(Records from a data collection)
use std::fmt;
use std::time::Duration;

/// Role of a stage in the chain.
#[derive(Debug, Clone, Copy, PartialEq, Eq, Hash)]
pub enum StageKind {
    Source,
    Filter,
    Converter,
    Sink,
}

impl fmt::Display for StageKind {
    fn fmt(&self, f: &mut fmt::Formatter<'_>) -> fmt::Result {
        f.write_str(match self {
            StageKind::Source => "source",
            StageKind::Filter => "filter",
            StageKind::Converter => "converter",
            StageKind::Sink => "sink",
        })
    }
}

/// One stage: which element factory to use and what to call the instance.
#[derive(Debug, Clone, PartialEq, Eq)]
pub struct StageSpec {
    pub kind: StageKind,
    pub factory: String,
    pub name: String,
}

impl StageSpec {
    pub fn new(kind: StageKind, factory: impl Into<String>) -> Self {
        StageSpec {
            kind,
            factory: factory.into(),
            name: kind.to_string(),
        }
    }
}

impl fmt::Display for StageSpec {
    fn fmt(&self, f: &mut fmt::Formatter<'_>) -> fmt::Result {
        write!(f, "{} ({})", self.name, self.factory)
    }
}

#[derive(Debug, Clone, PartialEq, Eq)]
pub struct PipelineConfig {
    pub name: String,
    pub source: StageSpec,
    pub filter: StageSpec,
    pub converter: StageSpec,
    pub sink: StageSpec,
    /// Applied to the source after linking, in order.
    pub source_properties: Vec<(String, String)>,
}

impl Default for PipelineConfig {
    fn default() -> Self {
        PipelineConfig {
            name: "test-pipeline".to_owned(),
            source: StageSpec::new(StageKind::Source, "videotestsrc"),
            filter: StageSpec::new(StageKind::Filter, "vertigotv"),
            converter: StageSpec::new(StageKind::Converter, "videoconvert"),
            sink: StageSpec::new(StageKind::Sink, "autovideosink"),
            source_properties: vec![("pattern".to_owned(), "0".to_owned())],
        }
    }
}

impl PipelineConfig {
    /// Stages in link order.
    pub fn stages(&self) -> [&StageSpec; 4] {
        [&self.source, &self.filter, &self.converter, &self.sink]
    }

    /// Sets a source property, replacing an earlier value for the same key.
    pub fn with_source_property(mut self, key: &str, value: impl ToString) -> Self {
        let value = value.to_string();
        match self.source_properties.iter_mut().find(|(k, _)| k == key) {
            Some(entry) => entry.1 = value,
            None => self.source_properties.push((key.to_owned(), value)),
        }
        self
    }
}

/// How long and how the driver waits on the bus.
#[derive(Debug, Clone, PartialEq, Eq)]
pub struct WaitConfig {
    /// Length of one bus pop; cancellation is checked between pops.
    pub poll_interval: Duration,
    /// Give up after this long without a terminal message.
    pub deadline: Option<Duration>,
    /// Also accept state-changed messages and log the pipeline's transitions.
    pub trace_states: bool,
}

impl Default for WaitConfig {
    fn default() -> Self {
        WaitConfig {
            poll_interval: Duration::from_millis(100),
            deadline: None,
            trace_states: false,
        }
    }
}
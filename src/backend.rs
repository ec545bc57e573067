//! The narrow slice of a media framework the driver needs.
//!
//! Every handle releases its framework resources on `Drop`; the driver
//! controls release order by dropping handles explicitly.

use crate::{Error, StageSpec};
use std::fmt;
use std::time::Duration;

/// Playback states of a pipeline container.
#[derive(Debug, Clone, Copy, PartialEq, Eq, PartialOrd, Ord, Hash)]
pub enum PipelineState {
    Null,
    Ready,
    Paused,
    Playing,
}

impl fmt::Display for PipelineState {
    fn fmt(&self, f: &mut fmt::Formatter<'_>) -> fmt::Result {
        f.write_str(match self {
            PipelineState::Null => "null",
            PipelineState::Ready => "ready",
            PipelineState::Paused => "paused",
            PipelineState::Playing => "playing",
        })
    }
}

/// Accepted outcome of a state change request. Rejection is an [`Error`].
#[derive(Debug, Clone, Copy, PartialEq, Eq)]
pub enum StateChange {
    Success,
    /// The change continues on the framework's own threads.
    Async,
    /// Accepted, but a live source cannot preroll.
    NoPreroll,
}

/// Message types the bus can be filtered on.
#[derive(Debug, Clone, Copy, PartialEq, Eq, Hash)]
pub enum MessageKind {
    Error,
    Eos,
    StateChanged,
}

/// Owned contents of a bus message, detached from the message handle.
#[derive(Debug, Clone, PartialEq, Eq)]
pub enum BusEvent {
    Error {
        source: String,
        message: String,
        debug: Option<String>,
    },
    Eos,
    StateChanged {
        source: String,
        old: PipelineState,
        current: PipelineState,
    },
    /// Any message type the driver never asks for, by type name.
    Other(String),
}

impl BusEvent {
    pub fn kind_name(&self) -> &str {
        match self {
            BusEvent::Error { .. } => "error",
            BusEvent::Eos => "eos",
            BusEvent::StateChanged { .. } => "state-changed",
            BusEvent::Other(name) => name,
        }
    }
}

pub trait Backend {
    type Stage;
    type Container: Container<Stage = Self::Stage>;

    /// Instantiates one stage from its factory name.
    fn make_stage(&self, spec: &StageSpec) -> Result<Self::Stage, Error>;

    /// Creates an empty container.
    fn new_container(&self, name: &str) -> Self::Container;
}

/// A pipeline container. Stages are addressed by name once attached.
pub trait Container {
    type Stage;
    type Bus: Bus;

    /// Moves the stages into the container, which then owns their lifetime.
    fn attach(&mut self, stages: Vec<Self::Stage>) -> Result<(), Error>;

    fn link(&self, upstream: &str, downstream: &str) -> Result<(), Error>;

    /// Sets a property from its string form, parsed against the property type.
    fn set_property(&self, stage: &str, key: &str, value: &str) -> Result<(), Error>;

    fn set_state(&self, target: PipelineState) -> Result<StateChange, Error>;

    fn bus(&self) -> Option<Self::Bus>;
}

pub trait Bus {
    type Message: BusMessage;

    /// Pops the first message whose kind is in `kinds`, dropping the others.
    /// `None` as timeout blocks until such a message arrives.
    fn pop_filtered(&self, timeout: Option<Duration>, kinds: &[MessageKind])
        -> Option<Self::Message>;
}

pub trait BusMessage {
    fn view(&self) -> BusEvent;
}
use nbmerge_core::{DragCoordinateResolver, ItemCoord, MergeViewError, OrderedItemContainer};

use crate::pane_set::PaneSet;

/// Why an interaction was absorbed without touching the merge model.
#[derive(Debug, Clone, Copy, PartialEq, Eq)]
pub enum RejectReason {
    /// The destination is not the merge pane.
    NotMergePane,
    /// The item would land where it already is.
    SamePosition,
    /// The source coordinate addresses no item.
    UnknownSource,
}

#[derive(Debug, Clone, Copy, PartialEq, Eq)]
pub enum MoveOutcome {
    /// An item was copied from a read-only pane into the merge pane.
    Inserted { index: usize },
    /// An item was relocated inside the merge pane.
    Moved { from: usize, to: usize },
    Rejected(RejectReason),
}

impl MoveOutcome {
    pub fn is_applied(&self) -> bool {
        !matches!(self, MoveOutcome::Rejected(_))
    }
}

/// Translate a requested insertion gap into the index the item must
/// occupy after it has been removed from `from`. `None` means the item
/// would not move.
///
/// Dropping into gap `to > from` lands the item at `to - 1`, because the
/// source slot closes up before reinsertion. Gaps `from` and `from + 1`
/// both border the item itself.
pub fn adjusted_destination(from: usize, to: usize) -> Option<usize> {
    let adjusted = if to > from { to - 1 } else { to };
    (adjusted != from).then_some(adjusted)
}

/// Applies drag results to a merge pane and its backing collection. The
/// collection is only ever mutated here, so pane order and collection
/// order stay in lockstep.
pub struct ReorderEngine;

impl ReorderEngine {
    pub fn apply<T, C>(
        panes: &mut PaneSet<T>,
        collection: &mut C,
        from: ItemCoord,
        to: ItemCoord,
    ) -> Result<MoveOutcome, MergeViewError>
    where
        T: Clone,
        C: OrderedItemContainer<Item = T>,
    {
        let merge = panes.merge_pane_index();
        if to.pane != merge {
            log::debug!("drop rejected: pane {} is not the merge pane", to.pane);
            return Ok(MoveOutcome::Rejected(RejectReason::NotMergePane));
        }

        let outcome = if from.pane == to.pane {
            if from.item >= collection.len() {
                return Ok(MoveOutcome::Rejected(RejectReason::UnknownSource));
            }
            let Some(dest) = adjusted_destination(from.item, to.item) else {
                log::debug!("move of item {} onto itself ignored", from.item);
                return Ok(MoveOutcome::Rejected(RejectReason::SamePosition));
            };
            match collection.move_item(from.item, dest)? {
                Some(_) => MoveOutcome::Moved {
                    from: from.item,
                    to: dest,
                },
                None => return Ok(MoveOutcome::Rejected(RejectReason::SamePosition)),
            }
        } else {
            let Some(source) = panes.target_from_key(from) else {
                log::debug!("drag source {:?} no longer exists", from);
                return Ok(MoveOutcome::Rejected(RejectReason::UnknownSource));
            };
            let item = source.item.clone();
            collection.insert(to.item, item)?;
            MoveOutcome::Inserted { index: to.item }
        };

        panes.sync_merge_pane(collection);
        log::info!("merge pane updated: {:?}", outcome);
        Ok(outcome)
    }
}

TASK GOAL :: In the records above, find each line holding "BusMessage" and copy it.

WRITTEN SOLUTION ::
    type Message: BusMessage;
pub trait BusMessage {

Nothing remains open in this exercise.